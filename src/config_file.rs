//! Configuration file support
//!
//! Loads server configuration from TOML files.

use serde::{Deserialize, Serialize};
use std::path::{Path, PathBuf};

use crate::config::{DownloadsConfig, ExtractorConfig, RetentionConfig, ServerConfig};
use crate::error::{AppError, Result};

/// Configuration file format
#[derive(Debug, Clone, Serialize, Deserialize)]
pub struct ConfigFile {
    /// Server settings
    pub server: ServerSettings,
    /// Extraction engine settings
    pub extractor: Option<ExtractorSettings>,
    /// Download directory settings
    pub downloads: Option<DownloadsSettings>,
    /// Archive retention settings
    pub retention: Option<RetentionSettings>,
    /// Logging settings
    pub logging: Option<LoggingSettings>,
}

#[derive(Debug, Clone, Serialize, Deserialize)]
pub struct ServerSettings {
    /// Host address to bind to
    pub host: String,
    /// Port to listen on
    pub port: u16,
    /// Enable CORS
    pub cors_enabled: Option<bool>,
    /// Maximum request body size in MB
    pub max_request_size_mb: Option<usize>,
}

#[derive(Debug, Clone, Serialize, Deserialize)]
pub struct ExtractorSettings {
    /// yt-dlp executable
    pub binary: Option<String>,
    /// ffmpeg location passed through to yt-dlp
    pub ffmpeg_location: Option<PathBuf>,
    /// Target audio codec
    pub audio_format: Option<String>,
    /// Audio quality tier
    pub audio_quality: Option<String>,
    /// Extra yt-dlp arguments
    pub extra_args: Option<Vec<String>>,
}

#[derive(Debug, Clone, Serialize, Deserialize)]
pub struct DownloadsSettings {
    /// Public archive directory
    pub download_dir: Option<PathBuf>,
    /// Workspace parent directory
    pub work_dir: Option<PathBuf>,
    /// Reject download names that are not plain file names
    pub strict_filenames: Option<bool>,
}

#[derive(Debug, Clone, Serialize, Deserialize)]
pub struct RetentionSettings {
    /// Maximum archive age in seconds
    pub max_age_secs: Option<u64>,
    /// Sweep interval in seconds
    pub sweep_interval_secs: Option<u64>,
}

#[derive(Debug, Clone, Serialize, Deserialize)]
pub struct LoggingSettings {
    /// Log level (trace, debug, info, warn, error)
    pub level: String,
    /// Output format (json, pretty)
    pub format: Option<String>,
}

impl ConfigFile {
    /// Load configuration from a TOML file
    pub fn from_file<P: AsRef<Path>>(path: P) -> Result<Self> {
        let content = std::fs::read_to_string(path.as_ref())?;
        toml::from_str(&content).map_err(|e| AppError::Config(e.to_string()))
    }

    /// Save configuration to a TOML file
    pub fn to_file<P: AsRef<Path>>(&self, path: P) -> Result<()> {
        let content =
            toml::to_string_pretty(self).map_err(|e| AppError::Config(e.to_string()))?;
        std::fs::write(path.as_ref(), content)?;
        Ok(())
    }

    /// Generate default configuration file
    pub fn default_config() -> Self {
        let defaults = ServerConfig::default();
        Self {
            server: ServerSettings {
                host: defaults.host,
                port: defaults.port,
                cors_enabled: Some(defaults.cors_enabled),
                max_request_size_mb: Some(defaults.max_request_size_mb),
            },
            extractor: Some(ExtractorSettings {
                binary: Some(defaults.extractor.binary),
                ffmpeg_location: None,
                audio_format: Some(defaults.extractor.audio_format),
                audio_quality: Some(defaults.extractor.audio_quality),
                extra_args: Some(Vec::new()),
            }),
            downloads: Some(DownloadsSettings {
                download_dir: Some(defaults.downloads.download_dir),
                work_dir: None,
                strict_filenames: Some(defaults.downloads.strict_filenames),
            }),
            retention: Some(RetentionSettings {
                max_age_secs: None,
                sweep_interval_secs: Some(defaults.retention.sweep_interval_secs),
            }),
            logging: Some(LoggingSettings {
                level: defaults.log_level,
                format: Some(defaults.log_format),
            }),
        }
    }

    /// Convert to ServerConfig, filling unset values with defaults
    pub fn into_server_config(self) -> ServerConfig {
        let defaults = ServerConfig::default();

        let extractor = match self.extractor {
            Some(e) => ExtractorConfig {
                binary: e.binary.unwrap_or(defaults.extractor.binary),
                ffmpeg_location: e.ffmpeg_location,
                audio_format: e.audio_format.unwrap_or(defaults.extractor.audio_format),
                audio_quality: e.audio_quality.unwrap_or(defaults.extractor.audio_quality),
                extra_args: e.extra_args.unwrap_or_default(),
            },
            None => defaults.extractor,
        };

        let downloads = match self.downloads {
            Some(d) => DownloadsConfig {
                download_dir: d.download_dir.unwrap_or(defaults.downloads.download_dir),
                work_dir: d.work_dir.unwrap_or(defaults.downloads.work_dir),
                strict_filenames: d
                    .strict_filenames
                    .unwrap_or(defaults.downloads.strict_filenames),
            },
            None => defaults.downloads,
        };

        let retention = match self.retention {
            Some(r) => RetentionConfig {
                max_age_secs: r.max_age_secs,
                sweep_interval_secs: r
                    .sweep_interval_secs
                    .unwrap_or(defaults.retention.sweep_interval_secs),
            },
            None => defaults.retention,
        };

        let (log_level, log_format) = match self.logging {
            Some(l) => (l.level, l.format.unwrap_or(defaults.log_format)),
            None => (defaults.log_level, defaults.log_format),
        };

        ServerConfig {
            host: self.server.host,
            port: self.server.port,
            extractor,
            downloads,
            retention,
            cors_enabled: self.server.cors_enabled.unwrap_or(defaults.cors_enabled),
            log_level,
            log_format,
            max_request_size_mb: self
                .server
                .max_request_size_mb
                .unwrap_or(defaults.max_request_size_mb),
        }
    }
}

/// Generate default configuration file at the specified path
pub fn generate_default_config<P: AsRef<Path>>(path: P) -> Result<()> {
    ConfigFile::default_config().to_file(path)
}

--

Brief
Return every record, word for word.

Answer to this task
filename src/config_file.rs
//! Configuration file support
//!
//! Loads server configuration from TOML files.

use serde::{Deserialize, Serialize};
use std::path::{Path, PathBuf};

use crate::config::{DownloadsConfig, ExtractorConfig, RetentionConfig, ServerConfig};
use crate::error::{AppError, Result};

/// Configuration file format
#[derive(Debug, Clone, Serialize, Deserialize)]
pub struct ConfigFile {
    /// Server settings
    pub server: ServerSettings,
    /// Extraction engine settings
    pub extractor: Option<ExtractorSettings>,
    /// Download directory settings
    pub downloads: Option<DownloadsSettings>,
    /// Archive retention settings
    pub retention: Option<RetentionSettings>,
    /// Logging settings
    pub logging: Option<LoggingSettings>,
}

#[derive(Debug, Clone, Serialize, Deserialize)]
pub struct ServerSettings {
    /// Host address to bind to
    pub host: String,
    /// Port to listen on
    pub port: u16,
    /// Enable CORS
    pub cors_enabled: Option<bool>,
    /// Maximum request body size in MB
    pub max_request_size_mb: Option<usize>,
}

#[derive(Debug, Clone, Serialize, Deserialize)]
pub struct ExtractorSettings {
    /// yt-dlp executable
    pub binary: Option<String>,
    /// ffmpeg location passed through to yt-dlp
    pub ffmpeg_location: Option<PathBuf>,
    /// Target audio codec
    pub audio_format: Option<String>,
    /// Audio quality tier
    pub audio_quality: Option<String>,
    /// Extra yt-dlp arguments
    pub extra_args: Option<Vec<String>>,
}

#[derive(Debug, Clone, Serialize, Deserialize)]
pub struct DownloadsSettings {
    /// Public archive directory
    pub download_dir: Option<PathBuf>,
    /// Workspace parent directory
    pub work_dir: Option<PathBuf>,
    /// Reject download names that are not plain file names
    pub strict_filenames: Option<bool>,
}

#[derive(Debug, Clone, Serialize, Deserialize)]
pub struct RetentionSettings {
    /// Maximum archive age in seconds
    pub max_age_secs: Option<u64>,
    /// Sweep interval in seconds
    pub sweep_interval_secs: Option<u64>,
}

#[derive(Debug, Clone, Serialize, Deserialize)]
pub struct LoggingSettings {
    /// Log level (trace, debug, info, warn, error)
    pub level: String,
    /// Output format (json, pretty)
    pub format: Option<String>,
}

impl ConfigFile {
    /// Load configuration from a TOML file
    pub fn from_file<P: AsRef<Path>>(path: P) -> Result<Self> {
        let content = std::fs::read_to_string(path.as_ref())?;
        toml::from_str(&content).map_err(|e| AppError::Config(e.to_string()))
    }

    /// Save configuration to a TOML file
    pub fn to_file<P: AsRef<Path>>(&self, path: P) -> Result<()> {
        let content =
            toml::to_string_pretty(self).map_err(|e| AppError::Config(e.to_string()))?;
        std::fs::write(path.as_ref(), content)?;
        Ok(())
    }

    /// Generate default configuration file
    pub fn default_config() -> Self {
        let defaults = ServerConfig::default();
        Self {
            server: ServerSettings {
                host: defaults.host,
                port: defaults.port,
                cors_enabled: Some(defaults.cors_enabled),
                max_request_size_mb: Some(defaults.max_request_size_mb),
            },
            extractor: Some(ExtractorSettings {
                binary: Some(defaults.extractor.binary),
                ffmpeg_location: None,
                audio_format: Some(defaults.extractor.audio_format),
                audio_quality: Some(defaults.extractor.audio_quality),
                extra_args: Some(Vec::new()),
            }),
            downloads: Some(DownloadsSettings {
                download_dir: Some(defaults.downloads.download_dir),
                work_dir: None,
                strict_filenames: Some(defaults.downloads.strict_filenames),
            }),
            retention: Some(RetentionSettings {
                max_age_secs: None,
                sweep_interval_secs: Some(defaults.retention.sweep_interval_secs),
            }),
            logging: Some(LoggingSettings {
                level: defaults.log_level,
                format: Some(defaults.log_format),
            }),
        }
    }

    /// Convert to ServerConfig, filling unset values with defaults
    pub fn into_server_config(self) -> ServerConfig {
        let defaults = ServerConfig::default();

        let extractor = match self.extractor {
            Some(e) => ExtractorConfig {
                binary: e.binary.unwrap_or(defaults.extractor.binary),
                ffmpeg_location: e.ffmpeg_location,
                audio_format: e.audio_format.unwrap_or(defaults.extractor.audio_format),
                audio_quality: e.audio_quality.unwrap_or(defaults.extractor.audio_quality),
                extra_args: e.extra_args.unwrap_or_default(),
            },
            None => defaults.extractor,
        };

        let downloads = match self.downloads {
            Some(d) => DownloadsConfig {
                download_dir: d.download_dir.unwrap_or(defaults.downloads.download_dir),
                work_dir: d.work_dir.unwrap_or(defaults.downloads.work_dir),
                strict_filenames: d
                    .strict_filenames
                    .unwrap_or(defaults.downloads.strict_filenames),
            },
            None => defaults.downloads,
        };

        let retention = match self.retention {
            Some(r) => RetentionConfig {
                max_age_secs: r.max_age_secs,
                sweep_interval_secs: r
                    .sweep_interval_secs
                    .unwrap_or(defaults.retention.sweep_interval_secs),
            },
            None => defaults.retention,
        };

        let (log_level, log_format) = match self.logging {
            Some(l) => (l.level, l.format.unwrap_or(defaults.log_format)),
            None => (defaults.log_level, defaults.log_format),
        };

        ServerConfig {
            host: self.server.host,
            port: self.server.port,
            extractor,
            downloads,
            retention,
            cors_enabled: self.server.cors_enabled.unwrap_or(defaults.cors_enabled),
            log_level,
            log_format,
            max_request_size_mb: self
                .server
                .max_request_size_mb
                .unwrap_or(defaults.max_request_size_mb),
        }
    }
}

/// Generate default configuration file at the specified path
pub fn generate_default_config<P: AsRef<Path>>(path: P) -> Result<()> {
    ConfigFile::default_config().to_file(path)
}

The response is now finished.